• _WHAT THE TASK REQUIRES_
Report each line of the entries below that has the word "Hash" in it.

:: ENTRIES PROVIDED

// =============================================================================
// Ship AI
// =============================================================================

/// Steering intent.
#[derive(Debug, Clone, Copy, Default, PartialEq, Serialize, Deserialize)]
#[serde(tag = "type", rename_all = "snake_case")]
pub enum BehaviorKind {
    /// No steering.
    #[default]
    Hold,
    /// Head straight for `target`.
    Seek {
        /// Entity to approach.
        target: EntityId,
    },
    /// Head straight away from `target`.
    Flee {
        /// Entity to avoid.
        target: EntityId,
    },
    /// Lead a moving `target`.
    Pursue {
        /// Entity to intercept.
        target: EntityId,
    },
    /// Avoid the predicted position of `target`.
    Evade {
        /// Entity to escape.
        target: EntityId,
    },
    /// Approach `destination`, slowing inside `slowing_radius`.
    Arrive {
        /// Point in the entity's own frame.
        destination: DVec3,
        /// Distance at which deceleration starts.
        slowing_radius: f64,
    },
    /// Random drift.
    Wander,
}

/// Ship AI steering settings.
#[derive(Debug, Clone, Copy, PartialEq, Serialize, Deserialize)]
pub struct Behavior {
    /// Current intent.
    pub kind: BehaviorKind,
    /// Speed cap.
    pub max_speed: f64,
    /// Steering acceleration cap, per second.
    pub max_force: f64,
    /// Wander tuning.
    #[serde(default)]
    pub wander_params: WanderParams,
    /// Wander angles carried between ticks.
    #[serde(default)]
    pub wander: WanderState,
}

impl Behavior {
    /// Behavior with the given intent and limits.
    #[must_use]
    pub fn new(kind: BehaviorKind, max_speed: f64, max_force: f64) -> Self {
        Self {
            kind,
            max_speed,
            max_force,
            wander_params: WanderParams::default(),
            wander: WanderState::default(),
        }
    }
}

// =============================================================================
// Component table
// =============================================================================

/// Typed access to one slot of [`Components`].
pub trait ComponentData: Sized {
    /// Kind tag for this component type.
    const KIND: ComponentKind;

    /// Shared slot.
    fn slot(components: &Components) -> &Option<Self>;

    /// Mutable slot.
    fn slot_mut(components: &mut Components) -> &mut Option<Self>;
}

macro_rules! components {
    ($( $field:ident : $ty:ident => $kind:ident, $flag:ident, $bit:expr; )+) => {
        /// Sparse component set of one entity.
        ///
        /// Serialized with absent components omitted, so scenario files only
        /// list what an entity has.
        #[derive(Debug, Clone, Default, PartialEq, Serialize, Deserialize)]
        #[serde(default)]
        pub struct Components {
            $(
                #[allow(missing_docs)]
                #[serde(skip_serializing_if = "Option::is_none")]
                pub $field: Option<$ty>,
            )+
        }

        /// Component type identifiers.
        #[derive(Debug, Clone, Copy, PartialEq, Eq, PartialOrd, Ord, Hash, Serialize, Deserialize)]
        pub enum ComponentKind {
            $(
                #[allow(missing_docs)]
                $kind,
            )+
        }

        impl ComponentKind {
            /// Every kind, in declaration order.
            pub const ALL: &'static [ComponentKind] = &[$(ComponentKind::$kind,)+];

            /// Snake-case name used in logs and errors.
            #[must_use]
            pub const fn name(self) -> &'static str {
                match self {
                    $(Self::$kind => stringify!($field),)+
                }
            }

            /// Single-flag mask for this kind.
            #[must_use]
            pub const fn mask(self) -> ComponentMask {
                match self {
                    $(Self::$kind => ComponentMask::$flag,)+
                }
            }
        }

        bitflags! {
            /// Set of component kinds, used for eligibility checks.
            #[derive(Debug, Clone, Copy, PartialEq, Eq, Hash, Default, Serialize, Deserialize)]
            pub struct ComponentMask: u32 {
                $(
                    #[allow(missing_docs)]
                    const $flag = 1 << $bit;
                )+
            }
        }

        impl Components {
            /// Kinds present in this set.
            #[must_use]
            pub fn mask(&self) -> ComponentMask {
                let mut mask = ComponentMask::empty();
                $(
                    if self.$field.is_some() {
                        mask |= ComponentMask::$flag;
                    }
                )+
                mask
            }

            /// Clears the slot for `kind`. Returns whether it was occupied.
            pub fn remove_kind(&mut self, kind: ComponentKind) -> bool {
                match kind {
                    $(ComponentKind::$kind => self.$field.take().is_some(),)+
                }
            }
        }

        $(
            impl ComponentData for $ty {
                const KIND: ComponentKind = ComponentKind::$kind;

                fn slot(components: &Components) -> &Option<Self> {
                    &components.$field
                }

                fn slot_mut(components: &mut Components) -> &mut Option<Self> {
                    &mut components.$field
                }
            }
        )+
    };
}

::::

• _COMPLETED TASK_
        #[derive(Debug, Clone, Copy, PartialEq, Eq, PartialOrd, Ord, Hash, Serialize, Deserialize)]
            #[derive(Debug, Clone, Copy, PartialEq, Eq, Hash, Default, Serialize, Deserialize)]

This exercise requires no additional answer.